# Sevcon CAN programming with Arduino



## waterarc (Mar 16, 2016)

I see that member DaveAK was working on an Arduino sketch for interpreting the CAN traffic from Sevcon PowerPak controllers in the 2011-2012 timeframe (see thread Sevcon CAN Calibrator Emulator). I have a Sevcon PP784 that I am likewise trying to program with an Arduino and SparkFun CAN shield. Looks like Dave's website that had his code has been down for a number of years. Does anyone happen to have a copy of his Arduino sketch and library that they would be able to share? It sounds like he made the software freely available on his website at the time, so maybe he would be OK with it being posted here for others who may be messing around with the Sevcons?

If anyone else has successfully developed Arduino libraries and sketches for CAN programming in general, I would certainly be interested in any advice!

Thanks,
JJ


----------



## bigmouse (Sep 28, 2008)

Here's some example code I wrote based on what I have running on a Teensy 3.1/3.2. 
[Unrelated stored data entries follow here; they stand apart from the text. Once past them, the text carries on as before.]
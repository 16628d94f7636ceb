use std::sync::Arc;

use parking_lot::{ArcMutexGuard, Condvar, Mutex, RawMutex};

#[derive(Debug, Clone, PartialEq, Eq)]
pub struct AccelDescriptor {
    pub name: &'static str,
    /// Each thread may drive its own instance concurrently.
    pub thread_safe: bool,
    /// May run while the driving thread is inside the decoder API.
    pub async_safe: bool,
}

impl AccelDescriptor {
    pub const fn new(name: &'static str, thread_safe: bool, async_safe: bool) -> Self {
        Self {
            name,
            thread_safe,
            async_safe,
        }
    }
}

/// Accelerator state owned by the decoder. Thread-safe accelerators get one
/// fork per worker; the others share a single instance behind the
/// serialization lock.
#[derive(Debug, Clone)]
pub struct AccelState {
    pub descriptor: AccelDescriptor,
    pub frames_decoded: u64,
    pub forks: u32,
}

impl AccelState {
    pub fn new(descriptor: AccelDescriptor) -> Self {
        Self {
            descriptor,
            frames_decoded: 0,
            forks: 0,
        }
    }

    pub fn fork(&self) -> Self {
        let mut copy = self.clone();
        copy.forks += 1;
        copy
    }
}

/// How a codec context reaches its accelerator.
#[derive(Default)]
pub(crate) enum AccelBinding {
    #[default]
    None,
    Private(AccelState),
    Shared {
        descriptor: AccelDescriptor,
        state: Arc<Mutex<AccelState>>,
        guard: Option<ArcMutexGuard<RawMutex, AccelState>>,
    },
}

impl AccelBinding {
    pub fn shared(state: &Arc<Mutex<AccelState>>) -> Self {
        let descriptor = state.lock().descriptor.clone();
        AccelBinding::Shared {
            descriptor,
            state: Arc::clone(state),
            guard: None,
        }
    }

    pub fn descriptor(&self) -> Option<&AccelDescriptor> {
        match self {
            AccelBinding::None => None,
            AccelBinding::Private(state) => Some(&state.descriptor),
            AccelBinding::Shared { descriptor, .. } => Some(descriptor),
        }
    }

    pub fn is_serial(&self) -> bool {
        matches!(self, AccelBinding::Shared { .. })
    }

    pub fn is_async_safe(&self) -> bool {
        self.descriptor().is_none_or(|d| d.async_safe)
    }

    pub fn is_held(&self) -> bool {
        matches!(self, AccelBinding::Shared { guard: Some(_), .. })
    }

    /// Takes the serialization lock. No-op when not shared or already held.
    pub fn acquire(&mut self) {
        if let AccelBinding::Shared { state, guard, .. } = self {
            if guard.is_none() {
                *guard = Some(state.lock_arc());
            }
        }
    }

    pub fn release(&mut self) {
        if let AccelBinding::Shared { guard, .. } = self {
            *guard = None;
        }
    }

    pub fn state_mut(&mut self) -> Option<&mut AccelState> {
        match self {
            AccelBinding::None => None,
            AccelBinding::Private(state) => Some(state),
            AccelBinding::Shared { guard, .. } => guard.as_deref_mut(),
        }
    }

    /// State a later thread should start from, for thread-safe accelerators.
    pub fn forward(&self) -> Option<AccelState> {
        match self {
            AccelBinding::Private(state) => Some(state.fork()),
            _ => None,
        }
    }
}

impl std::fmt::Debug for AccelBinding {
    fn fmt(&self, f: &mut std::fmt::Formatter<'_>) -> std::fmt::Result {
        match self {
            AccelBinding::None => write!(f, "None"),
            AccelBinding::Private(state) => f.debug_tuple("Private").field(state).finish(),
            AccelBinding::Shared {
                descriptor, guard, ..
            } => f
                .debug_struct("Shared")
                .field("descriptor", descriptor)
                .field("held", &guard.is_some())
                .finish(),
        }
    }
}

/// A lock that is taken and released by different call sites rather than
/// scoped to a guard: the driving thread holds it between decoder calls and
/// lets workers with async-unsafe accelerators take it while it waits.
pub(crate) struct AsyncLock {
    locked: Mutex<bool>,
    cond: Condvar,
}

impl AsyncLock {
    pub fn new(locked: bool) -> Self {
        Self {
            locked: Mutex::new(locked),
            cond: Condvar::new(),
        }
    }

    pub fn lock(&self) {
        let mut locked = self.locked.lock();
        while *locked {
            self.cond.wait(&mut locked);
        }
        *locked = true;
    }

    pub fn unlock(&self) {
        let mut locked = self.locked.lock();
        *locked = false;
        self.cond.notify_all();
    }

    pub fn is_locked(&self) -> bool {
        *self.locked.lock()
    }
}
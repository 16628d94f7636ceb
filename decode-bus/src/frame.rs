use bytes::Bytes;

use crate::buffer::Buffer;
use crate::packet::Packet;
use crate::side_data::SideDataList;
use crate::stream::{MediaType, Rational};

pub type FrameSender = tokio::sync::broadcast::Sender<FrameCmd>;
pub type FrameReceiver = tokio::sync::broadcast::Receiver<FrameCmd>;

#[derive(Debug, Clone)]
pub enum FrameCmd {
    Data(Frame),
    Eof,
}

/// Decoded output unit. `Clone` shares the sample storage.
#[derive(Debug, Clone, Default)]
pub struct Frame {
    pub buf: Buffer,
    pub media_type: MediaType,
    pub pts: Option<i64>,
    pub pkt_dts: Option<i64>,
    pub duration: Option<i64>,
    pub best_effort_timestamp: Option<i64>,
    pub time_base: Rational,
    pub width: u32,
    pub height: u32,
    pub format: Option<String>,
    pub sample_rate: u32,
    pub nb_samples: u32,
    pub channels: u32,
    pub key_frame: bool,
    /// Set by an adapter that produced a frame the caller must never see.
    pub discard: bool,
    pub side_data: SideDataList,
}

impl Frame {
    pub fn new() -> Self {
        Self::default()
    }

    pub fn data(&self) -> &[u8] {
        self.buf.data()
    }

    pub fn data_bytes(&self) -> Bytes {
        self.buf.to_bytes()
    }

    pub fn is_null(&self) -> bool {
        self.buf.is_null() && self.side_data.is_empty()
    }

    pub fn ref_frame(&self) -> Frame {
        self.clone()
    }

    pub fn move_ref(&mut self) -> Frame {
        std::mem::take(self)
    }

    pub fn unref(&mut self) {
        *self = Frame::default();
    }

    /// Fills the timing fields a push-style adapter leaves to the driver.
    pub fn set_packet_props(&mut self, pkt: &Packet) {
        self.pkt_dts = pkt.dts;
        if self.pts.is_none() {
            self.pts = pkt.pts;
        }
        if self.duration.is_none() {
            self.duration = pkt.duration;
        }
        if self.time_base == Rational::default() {
            self.time_base = pkt.time_base;
        }
    }

    /// Presentation time in milliseconds. `None` when unknown, negative or
    /// too large for `u64`.
    pub fn pts_ms(&self) -> Option<u64> {
        let time_base = self.time_base;
        if !time_base.is_valid() {
            return None;
        }
        let pts = u64::try_from(self.pts?).ok()?;
        let num = u64::try_from(time_base.num).ok()?;
        let den = u64::try_from(time_base.den).ok().filter(|d| *d > 0)?;
        pts.checked_mul(1000)?.checked_mul(num).map(|v| v / den)
    }
}

#[cfg(test)]
mod tests {
    use super::*;

    #[test]
    fn test_set_packet_props_keeps_adapter_pts() {
        let mut pkt = Packet::from_vec(vec![0; 4]).with_pts(40);
        pkt.dts = Some(20);
        pkt.time_base = Rational::new(1, 1000);

        let mut frame = Frame::new();
        frame.pts = Some(7);
        frame.set_packet_props(&pkt);
        assert_eq!(frame.pts, Some(7));
        assert_eq!(frame.pkt_dts, Some(20));
        assert_eq!(frame.time_base, Rational::new(1, 1000));
    }

    #[test]
    fn test_pts_ms() {
        let mut frame = Frame::new();
        frame.pts = Some(180000);
        frame.time_base = Rational::new(1, 90000);
        assert_eq!(frame.pts_ms(), Some(2000));
        frame.time_base = Rational::new(1, 0);
        assert_eq!(frame.pts_ms(), None);

        frame.time_base = Rational::new(1001, 30000);
        frame.pts = Some(i64::MAX / 10);
        assert_eq!(frame.pts_ms(), None);
        frame.pts = Some(-5);
        assert_eq!(frame.pts_ms(), None);
    }

    #[test]
    fn test_move_ref() {
        let mut frame = Frame::new();
        frame.buf = Buffer::from_vec(vec![1, 2]);
        frame.key_frame = true;
        let moved = frame.move_ref();
        assert!(frame.is_null());
        assert!(!frame.key_frame);
        assert_eq!(moved.data(), &[1, 2]);
    }
}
I've provided some functions to send to or receive messages from the bus.

I'm using the FlexCAN library. Code for the shield is similar, but the structs used in FlexCAN aren't used by the library I've used with the shields before. Those use the MCP-CAN library which uses arrays for messages. The switch-case with that library works the same, but the parsing is done differently.

CANTEST is defined as the message ID for the example below.

For each message, add a "case" to the switch-case in the send and/or read functions as necessary.

int1-3 are examples only, but are global variables declared elsewhere. I'm showing how to send/receive messages that contain 3 16-bit values and 2 8-bit values. For other sizes (I use a lot of 12-bit values and 1-bit flags in my own code), you'll need to come up with the bit-masks yourself.

The sendCan() function can be called periodically using a metro interval timer. Values in the global variables may be updated several times between CAN message transmission.

The readCAN() function is run whenever there's idle time. It is called in the main loop. If no CAN messages are waiting, then this will just skip to the end when called.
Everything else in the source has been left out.